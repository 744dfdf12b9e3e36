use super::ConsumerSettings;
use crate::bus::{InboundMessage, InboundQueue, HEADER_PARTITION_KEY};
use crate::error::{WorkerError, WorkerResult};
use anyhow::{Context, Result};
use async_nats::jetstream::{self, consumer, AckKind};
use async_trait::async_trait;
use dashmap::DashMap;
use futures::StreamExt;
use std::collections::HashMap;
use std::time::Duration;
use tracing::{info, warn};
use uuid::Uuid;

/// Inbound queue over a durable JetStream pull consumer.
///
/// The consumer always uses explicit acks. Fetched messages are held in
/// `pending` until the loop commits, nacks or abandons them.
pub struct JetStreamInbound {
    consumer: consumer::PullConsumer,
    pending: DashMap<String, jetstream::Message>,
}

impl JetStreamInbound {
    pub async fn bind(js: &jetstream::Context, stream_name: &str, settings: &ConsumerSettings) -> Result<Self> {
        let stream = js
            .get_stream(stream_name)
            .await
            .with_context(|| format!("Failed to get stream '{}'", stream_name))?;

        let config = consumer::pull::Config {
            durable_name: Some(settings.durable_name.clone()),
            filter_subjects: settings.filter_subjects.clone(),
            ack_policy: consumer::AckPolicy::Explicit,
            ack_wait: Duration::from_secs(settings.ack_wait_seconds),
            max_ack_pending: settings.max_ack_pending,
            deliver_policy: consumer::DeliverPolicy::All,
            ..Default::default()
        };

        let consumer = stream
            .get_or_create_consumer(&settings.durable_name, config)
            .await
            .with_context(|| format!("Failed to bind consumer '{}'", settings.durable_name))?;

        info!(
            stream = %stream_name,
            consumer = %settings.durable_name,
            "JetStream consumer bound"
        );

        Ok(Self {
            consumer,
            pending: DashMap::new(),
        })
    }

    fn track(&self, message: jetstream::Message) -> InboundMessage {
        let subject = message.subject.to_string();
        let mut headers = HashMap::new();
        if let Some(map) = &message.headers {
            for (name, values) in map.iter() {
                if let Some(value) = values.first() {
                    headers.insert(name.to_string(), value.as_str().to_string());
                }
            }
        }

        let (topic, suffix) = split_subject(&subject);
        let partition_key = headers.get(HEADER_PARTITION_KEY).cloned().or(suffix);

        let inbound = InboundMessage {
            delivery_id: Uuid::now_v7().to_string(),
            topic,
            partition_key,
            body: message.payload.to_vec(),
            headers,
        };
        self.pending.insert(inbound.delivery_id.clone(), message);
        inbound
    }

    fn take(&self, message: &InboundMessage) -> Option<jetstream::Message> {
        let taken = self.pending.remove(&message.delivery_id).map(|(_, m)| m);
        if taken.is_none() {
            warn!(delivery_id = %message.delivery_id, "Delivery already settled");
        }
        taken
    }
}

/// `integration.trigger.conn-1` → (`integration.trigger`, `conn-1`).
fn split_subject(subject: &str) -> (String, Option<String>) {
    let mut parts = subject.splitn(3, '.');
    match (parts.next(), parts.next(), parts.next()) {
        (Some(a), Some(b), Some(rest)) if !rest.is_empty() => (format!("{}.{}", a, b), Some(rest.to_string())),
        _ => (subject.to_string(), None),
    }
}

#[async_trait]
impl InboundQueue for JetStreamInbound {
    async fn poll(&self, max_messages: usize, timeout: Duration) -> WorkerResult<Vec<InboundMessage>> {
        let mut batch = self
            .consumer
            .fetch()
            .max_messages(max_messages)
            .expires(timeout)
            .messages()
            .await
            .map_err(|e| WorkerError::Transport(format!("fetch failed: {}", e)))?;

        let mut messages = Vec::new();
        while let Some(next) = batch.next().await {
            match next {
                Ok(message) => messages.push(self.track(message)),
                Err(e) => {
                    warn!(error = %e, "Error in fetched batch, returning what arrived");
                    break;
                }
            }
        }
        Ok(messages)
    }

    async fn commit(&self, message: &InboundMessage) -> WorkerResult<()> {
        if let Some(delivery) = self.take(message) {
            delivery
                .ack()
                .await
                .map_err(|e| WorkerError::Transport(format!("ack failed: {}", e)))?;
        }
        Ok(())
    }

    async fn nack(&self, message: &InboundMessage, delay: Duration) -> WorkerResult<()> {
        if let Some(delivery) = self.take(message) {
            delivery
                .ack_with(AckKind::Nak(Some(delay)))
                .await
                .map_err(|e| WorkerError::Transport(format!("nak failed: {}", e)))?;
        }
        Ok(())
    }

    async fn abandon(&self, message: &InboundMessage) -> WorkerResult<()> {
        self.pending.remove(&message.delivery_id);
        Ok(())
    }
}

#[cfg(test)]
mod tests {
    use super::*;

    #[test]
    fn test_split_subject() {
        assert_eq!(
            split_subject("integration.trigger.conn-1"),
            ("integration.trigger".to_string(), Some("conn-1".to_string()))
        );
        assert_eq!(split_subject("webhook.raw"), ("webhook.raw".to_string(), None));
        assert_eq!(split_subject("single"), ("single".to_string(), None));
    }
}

◆ ◆ ◆ ◆ ◆

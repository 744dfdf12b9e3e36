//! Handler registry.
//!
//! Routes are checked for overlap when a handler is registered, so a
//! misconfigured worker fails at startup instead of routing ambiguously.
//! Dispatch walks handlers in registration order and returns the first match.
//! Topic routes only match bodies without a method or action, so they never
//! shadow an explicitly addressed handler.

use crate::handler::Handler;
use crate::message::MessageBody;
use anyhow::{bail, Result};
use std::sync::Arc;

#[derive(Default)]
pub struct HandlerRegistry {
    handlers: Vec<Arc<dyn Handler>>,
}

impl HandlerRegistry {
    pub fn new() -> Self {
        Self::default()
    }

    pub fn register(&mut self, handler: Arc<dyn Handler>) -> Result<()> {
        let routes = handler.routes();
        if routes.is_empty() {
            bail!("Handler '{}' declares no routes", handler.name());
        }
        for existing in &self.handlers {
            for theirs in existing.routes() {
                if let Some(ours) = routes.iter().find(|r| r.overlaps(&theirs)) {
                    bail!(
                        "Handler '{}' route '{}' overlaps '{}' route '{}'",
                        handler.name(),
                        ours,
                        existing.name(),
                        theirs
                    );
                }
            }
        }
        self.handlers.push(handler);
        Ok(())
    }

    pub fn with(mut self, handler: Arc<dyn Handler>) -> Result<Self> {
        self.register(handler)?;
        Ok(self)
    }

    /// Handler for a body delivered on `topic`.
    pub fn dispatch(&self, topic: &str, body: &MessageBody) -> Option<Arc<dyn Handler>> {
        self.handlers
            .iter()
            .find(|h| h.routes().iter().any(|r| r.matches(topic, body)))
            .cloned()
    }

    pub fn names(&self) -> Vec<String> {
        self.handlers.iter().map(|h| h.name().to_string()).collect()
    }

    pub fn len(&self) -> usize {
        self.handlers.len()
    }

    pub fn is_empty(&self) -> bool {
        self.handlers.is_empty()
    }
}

◆ ◆ ◆ ◆ ◆

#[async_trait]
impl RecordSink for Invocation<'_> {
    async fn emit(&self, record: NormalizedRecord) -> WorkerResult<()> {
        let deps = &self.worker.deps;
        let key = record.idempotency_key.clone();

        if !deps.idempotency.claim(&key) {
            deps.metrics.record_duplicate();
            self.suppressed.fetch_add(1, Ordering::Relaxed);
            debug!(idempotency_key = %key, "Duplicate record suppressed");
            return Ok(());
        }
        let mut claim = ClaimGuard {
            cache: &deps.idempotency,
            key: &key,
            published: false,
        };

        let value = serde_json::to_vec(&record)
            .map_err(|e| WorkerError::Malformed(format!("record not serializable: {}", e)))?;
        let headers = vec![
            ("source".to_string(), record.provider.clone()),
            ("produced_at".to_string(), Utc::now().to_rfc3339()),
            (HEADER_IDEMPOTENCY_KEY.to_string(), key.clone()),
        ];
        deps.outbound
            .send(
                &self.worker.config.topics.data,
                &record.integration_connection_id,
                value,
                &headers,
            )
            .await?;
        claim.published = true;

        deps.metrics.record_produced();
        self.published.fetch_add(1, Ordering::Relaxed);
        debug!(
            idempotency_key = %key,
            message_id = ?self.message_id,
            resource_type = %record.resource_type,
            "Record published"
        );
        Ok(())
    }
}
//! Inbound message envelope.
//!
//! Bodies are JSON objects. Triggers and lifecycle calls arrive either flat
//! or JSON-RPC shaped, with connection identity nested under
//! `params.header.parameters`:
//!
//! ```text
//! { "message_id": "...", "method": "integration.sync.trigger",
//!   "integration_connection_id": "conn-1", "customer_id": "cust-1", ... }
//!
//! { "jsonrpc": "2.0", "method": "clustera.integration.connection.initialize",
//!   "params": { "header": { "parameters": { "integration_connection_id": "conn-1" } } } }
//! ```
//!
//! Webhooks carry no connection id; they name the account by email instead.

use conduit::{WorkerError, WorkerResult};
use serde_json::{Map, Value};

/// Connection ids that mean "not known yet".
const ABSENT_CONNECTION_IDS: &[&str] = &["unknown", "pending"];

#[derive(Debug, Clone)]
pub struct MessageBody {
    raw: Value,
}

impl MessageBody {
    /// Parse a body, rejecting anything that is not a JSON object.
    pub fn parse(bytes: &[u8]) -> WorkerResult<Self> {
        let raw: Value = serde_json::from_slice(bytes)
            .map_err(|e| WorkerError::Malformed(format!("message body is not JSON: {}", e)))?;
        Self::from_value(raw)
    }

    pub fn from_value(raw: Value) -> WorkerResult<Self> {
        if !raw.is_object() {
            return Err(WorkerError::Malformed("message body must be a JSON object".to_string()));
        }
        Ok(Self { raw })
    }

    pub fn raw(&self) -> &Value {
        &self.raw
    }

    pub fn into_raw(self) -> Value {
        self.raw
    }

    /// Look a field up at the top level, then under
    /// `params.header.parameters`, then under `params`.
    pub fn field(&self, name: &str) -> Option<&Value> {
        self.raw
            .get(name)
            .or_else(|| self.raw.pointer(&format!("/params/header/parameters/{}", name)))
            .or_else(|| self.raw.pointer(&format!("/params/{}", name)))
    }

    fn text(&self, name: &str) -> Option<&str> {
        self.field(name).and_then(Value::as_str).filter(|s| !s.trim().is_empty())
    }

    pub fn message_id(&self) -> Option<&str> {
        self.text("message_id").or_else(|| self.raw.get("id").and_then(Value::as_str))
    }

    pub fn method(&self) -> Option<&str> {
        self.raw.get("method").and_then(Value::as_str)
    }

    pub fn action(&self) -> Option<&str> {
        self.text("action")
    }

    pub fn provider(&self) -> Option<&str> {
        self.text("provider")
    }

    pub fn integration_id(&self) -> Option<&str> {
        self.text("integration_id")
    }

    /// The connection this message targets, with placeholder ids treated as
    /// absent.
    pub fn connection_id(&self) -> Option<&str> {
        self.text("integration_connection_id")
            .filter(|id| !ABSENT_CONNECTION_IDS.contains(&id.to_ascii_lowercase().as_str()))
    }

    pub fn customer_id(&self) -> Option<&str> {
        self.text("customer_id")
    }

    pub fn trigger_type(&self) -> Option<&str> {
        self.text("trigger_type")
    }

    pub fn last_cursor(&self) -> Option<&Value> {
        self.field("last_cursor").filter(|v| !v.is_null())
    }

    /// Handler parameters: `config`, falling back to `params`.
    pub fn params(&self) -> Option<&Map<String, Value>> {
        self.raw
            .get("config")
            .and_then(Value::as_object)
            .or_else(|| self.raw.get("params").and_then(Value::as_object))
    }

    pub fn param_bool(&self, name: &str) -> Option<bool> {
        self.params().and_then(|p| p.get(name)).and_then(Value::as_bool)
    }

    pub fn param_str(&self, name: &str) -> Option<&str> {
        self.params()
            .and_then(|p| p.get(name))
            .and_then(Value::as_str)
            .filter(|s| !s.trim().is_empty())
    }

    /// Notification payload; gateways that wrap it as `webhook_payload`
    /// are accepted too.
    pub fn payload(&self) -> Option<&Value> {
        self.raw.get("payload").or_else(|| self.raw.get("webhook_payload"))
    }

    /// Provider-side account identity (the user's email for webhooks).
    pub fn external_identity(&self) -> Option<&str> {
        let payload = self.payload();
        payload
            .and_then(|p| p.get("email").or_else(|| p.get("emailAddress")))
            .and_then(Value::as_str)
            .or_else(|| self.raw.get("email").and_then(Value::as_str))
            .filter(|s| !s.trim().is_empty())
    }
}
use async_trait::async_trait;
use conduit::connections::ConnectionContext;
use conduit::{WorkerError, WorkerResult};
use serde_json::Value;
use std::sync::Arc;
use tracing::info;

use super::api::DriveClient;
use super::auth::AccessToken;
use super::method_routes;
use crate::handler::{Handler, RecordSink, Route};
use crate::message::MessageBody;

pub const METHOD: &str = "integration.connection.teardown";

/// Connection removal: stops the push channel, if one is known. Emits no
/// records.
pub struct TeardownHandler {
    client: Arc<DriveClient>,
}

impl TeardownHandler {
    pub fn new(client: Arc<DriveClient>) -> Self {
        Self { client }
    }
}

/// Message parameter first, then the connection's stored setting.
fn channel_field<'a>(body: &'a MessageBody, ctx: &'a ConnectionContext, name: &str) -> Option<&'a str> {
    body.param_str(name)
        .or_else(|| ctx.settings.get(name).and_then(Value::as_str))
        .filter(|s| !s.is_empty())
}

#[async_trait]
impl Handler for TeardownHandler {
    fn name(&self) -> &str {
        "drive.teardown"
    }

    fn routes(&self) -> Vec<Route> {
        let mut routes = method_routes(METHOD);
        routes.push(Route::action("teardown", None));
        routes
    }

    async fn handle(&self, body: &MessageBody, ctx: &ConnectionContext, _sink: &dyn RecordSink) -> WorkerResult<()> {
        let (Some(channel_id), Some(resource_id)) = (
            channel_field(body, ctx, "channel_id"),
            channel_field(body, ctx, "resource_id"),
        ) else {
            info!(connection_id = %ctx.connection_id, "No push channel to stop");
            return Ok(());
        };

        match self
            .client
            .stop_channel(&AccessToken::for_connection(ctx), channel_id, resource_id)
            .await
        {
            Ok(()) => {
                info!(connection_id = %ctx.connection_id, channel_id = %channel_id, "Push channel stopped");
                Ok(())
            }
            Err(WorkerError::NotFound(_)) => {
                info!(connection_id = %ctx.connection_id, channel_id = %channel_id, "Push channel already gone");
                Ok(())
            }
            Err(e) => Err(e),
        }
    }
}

◆ ◆ ◆ ◆ ◆

The lines you return should be those above that contain the word "Uuid", every one of them.

§ **Written answer**
use uuid::Uuid;
            delivery_id: Uuid::now_v7().to_string(),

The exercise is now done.